Data for processing:
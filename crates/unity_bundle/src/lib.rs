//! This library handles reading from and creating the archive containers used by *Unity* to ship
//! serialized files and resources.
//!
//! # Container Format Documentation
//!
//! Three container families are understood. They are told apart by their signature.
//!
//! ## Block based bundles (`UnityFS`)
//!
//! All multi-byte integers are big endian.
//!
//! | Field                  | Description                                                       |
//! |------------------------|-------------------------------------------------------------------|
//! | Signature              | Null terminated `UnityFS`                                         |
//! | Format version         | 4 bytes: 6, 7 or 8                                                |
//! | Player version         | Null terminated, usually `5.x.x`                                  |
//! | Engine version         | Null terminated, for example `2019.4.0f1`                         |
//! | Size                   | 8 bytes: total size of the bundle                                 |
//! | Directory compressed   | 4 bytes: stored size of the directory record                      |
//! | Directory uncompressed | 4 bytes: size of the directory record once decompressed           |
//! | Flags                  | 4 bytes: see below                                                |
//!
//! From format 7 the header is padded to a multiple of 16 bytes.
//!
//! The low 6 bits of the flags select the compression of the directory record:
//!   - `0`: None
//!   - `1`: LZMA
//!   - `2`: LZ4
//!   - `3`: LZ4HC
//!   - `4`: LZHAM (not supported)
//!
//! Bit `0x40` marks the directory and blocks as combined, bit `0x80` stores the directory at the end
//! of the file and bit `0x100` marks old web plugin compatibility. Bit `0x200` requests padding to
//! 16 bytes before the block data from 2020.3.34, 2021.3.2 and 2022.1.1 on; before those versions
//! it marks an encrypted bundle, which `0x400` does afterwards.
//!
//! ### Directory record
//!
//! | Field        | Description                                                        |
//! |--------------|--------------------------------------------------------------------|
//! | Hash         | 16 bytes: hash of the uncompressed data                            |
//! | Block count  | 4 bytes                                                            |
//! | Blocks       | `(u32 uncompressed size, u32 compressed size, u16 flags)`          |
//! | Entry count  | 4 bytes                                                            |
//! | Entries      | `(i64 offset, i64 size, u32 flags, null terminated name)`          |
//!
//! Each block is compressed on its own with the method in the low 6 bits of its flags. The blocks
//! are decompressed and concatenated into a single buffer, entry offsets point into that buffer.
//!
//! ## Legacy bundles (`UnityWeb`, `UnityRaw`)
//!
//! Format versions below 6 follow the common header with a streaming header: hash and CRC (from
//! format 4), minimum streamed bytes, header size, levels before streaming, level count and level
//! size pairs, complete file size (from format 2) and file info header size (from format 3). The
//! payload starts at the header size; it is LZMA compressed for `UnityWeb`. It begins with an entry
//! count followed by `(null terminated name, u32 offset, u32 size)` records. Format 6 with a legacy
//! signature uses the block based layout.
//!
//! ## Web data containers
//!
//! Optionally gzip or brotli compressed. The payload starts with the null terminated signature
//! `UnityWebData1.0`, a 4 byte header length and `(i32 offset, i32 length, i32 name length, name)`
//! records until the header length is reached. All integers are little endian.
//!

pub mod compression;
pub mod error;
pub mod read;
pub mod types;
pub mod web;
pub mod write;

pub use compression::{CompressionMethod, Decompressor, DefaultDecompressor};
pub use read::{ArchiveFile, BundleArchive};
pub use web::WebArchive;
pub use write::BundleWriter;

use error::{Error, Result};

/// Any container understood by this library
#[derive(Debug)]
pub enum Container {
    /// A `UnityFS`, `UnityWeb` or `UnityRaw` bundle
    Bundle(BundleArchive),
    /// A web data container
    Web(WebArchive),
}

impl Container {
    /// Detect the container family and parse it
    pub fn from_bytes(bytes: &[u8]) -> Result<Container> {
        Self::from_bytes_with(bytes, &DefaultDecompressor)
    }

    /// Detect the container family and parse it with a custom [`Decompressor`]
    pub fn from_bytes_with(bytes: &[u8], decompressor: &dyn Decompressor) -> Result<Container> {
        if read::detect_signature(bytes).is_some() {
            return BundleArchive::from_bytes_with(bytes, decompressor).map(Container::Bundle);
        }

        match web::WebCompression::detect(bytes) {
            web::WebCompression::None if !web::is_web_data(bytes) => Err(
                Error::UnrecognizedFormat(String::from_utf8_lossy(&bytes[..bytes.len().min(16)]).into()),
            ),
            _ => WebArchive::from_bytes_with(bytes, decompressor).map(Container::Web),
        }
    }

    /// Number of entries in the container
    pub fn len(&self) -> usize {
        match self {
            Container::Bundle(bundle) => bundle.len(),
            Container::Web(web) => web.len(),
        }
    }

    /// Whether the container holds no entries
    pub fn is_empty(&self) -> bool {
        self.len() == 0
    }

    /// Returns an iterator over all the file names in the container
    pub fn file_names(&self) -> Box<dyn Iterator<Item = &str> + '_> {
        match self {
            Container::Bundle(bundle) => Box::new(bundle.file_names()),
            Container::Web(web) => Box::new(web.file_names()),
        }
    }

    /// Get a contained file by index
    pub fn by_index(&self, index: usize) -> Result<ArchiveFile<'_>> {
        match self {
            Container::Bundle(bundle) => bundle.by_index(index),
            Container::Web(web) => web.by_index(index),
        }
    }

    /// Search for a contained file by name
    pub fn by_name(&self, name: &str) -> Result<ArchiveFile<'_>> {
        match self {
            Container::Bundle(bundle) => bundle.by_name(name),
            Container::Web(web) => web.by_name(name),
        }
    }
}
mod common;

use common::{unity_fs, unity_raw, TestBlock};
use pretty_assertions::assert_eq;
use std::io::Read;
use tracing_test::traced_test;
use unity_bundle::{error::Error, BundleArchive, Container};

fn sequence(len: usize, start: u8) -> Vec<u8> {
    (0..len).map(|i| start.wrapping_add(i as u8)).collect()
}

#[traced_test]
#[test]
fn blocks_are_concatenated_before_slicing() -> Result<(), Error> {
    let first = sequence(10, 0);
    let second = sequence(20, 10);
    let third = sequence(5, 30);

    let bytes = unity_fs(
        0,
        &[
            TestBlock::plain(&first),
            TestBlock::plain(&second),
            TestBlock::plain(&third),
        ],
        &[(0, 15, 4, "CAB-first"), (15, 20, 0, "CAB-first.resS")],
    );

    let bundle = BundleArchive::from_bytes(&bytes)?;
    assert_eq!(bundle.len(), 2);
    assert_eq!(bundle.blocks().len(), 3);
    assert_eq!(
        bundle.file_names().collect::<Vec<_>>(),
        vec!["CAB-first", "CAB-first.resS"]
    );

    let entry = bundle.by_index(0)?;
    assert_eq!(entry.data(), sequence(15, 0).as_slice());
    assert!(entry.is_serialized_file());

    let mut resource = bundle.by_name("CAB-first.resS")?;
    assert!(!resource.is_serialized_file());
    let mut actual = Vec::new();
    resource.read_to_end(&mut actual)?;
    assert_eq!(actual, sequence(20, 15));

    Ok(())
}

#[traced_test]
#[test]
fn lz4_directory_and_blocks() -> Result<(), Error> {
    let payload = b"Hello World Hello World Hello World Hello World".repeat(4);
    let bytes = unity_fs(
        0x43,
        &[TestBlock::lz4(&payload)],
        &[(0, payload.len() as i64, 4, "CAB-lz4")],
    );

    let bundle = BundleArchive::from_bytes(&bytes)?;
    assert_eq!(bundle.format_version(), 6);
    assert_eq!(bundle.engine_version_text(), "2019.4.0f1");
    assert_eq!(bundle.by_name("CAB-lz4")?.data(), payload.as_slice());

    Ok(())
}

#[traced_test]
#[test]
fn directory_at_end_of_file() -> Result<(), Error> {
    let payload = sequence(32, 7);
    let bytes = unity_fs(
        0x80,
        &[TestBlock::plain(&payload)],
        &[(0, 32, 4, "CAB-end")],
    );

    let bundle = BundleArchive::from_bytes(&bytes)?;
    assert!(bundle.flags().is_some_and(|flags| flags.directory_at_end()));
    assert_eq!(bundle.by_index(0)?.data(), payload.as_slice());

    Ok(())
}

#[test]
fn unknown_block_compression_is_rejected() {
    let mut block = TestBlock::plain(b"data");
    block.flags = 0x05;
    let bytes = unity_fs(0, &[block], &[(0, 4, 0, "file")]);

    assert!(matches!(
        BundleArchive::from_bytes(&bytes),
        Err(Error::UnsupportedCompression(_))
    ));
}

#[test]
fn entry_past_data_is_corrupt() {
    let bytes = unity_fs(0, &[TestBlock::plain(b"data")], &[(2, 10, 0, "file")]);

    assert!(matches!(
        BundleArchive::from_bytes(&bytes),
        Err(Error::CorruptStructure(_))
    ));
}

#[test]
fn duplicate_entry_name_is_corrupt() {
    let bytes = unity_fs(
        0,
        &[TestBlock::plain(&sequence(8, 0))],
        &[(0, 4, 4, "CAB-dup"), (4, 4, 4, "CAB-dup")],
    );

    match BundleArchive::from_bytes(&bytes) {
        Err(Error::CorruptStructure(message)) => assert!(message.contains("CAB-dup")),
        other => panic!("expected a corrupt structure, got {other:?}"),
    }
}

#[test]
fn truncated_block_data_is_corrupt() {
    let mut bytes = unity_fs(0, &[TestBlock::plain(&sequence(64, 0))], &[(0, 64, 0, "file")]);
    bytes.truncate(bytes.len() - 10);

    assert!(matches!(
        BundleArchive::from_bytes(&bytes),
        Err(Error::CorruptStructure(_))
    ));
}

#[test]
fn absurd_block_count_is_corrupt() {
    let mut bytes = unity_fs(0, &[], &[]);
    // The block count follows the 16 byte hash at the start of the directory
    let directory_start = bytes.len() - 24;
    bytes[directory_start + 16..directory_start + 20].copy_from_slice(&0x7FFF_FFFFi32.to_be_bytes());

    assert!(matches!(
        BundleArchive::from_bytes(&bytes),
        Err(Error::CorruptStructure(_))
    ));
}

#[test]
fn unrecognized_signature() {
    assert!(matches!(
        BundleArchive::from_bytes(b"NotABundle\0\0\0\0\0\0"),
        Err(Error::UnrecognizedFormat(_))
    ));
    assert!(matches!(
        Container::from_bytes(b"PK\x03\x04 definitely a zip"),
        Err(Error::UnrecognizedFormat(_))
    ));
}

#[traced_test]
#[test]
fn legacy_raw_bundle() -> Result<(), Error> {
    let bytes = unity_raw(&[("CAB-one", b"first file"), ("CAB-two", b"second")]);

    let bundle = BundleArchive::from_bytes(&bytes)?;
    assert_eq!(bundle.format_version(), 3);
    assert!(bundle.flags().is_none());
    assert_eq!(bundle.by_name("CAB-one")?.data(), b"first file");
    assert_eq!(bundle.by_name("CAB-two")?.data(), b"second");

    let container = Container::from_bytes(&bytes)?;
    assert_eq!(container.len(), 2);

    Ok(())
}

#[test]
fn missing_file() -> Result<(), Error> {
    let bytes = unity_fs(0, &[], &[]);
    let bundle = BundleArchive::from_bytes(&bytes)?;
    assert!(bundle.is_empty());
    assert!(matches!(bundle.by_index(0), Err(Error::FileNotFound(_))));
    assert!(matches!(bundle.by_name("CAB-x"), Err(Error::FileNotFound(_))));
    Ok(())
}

Your instructions: Each line from the start of the listing above through the line containing "4 bytes: stored" should be copied exactly, please, with no other lines added.

Exercise result:
filename crates/unity_bundle/src/lib.rs
//! This library handles reading from and creating the archive containers used by *Unity* to ship
//! serialized files and resources.
//!
//! # Container Format Documentation
//!
//! Three container families are understood. They are told apart by their signature.
//!
//! ## Block based bundles (`UnityFS`)
//!
//! All multi-byte integers are big endian.
//!
//! | Field                  | Description                                                       |
//! |------------------------|-------------------------------------------------------------------|
//! | Signature              | Null terminated `UnityFS`                                         |
//! | Format version         | 4 bytes: 6, 7 or 8                                                |
//! | Player version         | Null terminated, usually `5.x.x`                                  |
//! | Engine version         | Null terminated, for example `2019.4.0f1`                         |
//! | Size                   | 8 bytes: total size of the bundle                                 |
//! | Directory compressed   | 4 bytes: stored size of the directory record                      |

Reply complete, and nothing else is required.